DVD Review

A Peck on the Cheek

Marriage, identity and escape are at the heart of this classic Bollywood melodrama

By Jocelyn Bell

A Peck on the Cheek
Directed by Mani Ratnam, starring P.S. Keerthana, Madhavan and Simran
(Madras Talkies)


A Sri Lankan couple giggles through an arranged marriage. Their young love grows against the backdrop of guerrilla warfare. The husband runs off to join the militia and his wife, abandoned and now pregnant, escapes the violence on a boat headed for India. During a stormy ocean crossing, a stranger tells her that her husband was shot but is still alive. She gives birth to a baby girl at the refugee camp in India, then returns to Sri Lanka alone.

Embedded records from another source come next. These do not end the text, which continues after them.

//! Logging and debugging facilities for Thicket.
//!
//! Thicket uses the `tracing` crate for instrumentation. The library never
//! installs a subscriber; to see logs, install one in your application:
//!
//! ```ignore
//! fn main() {
//!     tracing_subscriber::fmt()
//!         .with_env_filter("thicket=debug")
//!         .init();
//! }
//! ```
//!
//! The [`targets`] constants can be used in filter directives to narrow
//! output to one subsystem, e.g. `thicket::selection=trace`.

/// Target names for log filtering.
pub mod targets {
    /// Signal/slot system target.
    pub const SIGNAL: &str = "thicket_core::signal";
    /// Forest shape changes (insert, remove, clear).
    pub const TREE: &str = "thicket::tree";
    /// Check-state propagation.
    pub const CHECK: &str = "thicket::check";
    /// Selection propagation and current-item tracking.
    pub const SELECTION: &str = "thicket::selection";
    /// Configuration loading.
    pub const CONFIG: &str = "thicket::config";
}

/// Style options for tree visualization.
#[derive(Debug, Clone, Copy, PartialEq, Eq, Default)]
pub enum TreeStyle {
    /// ASCII characters for tree branches.
    Ascii,
    /// Unicode box-drawing characters.
    #[default]
    Unicode,
    /// Compact single-line representation.
    Compact,
}

impl TreeStyle {
    /// Connector strings for this style: `(branch, last branch)`.
    pub fn connectors(self) -> (&'static str, &'static str) {
        match self {
            TreeStyle::Ascii => ("+--", "`--"),
            TreeStyle::Unicode => ("\u{251c}\u{2500}\u{2500}", "\u{2514}\u{2500}\u{2500}"),
            TreeStyle::Compact => ("-", "-"),
        }
    }
}

/// Configuration for tree debug output.
#[derive(Debug, Clone)]
pub struct TreeFormatOptions {
    /// The style of tree visualization.
    pub style: TreeStyle,
    /// Whether to prefix each node with its coordinate.
    pub show_coordinates: bool,
    /// Whether to mark check state (`[x]`, `[-]`, `[ ]`).
    pub show_check_state: bool,
    /// Whether to mark selected nodes with `*`.
    pub show_selection: bool,
    /// Indent size for each level.
    pub indent_size: usize,
}

impl Default for TreeFormatOptions {
    fn default() -> Self {
        Self {
            style: TreeStyle::default(),
            show_coordinates: false,
            show_check_state: true,
            show_selection: true,
            indent_size: 2,
        }
    }
}

impl TreeFormatOptions {
    /// Create options for detailed debugging output.
    pub fn detailed() -> Self {
        Self {
            show_coordinates: true,
            ..Default::default()
        }
    }

    /// Create options for minimal output: labels only.
    pub fn minimal() -> Self {
        Self {
            show_coordinates: false,
            show_check_state: false,
            show_selection: false,
            ..Default::default()
        }
    }
}

#[cfg(test)]
mod tests {
    use super::*;

    #[test]
    fn test_default_style_is_unicode() {
        assert_eq!(TreeStyle::default(), TreeStyle::Unicode);
        assert_eq!(TreeStyle::Ascii.connectors(), ("+--", "`--"));
    }

    #[test]
    fn test_option_presets() {
        assert!(TreeFormatOptions::detailed().show_coordinates);
        let minimal = TreeFormatOptions::minimal();
        assert!(!minimal.show_check_state);
        assert!(!minimal.show_selection);
    }
}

And that’s just what happens before the end of the opening credits.

A Peck on the Cheek (2002) is a Bollywood melodrama, complete with musical numbers, implausible twists of fate and rain clouds that burst just as the characters experience their most gut-wrenching moments. It’s also highly engaging.

Following the credits, the story leaps forward about nine years. The baby is now a sassy schoolgirl. Unaware of her own history, Amudha (P.S. Keerthana) has a happy family life in the coastal Indian city of Chennai. Then, on her ninth birthday, her father reveals the fact of her adoption.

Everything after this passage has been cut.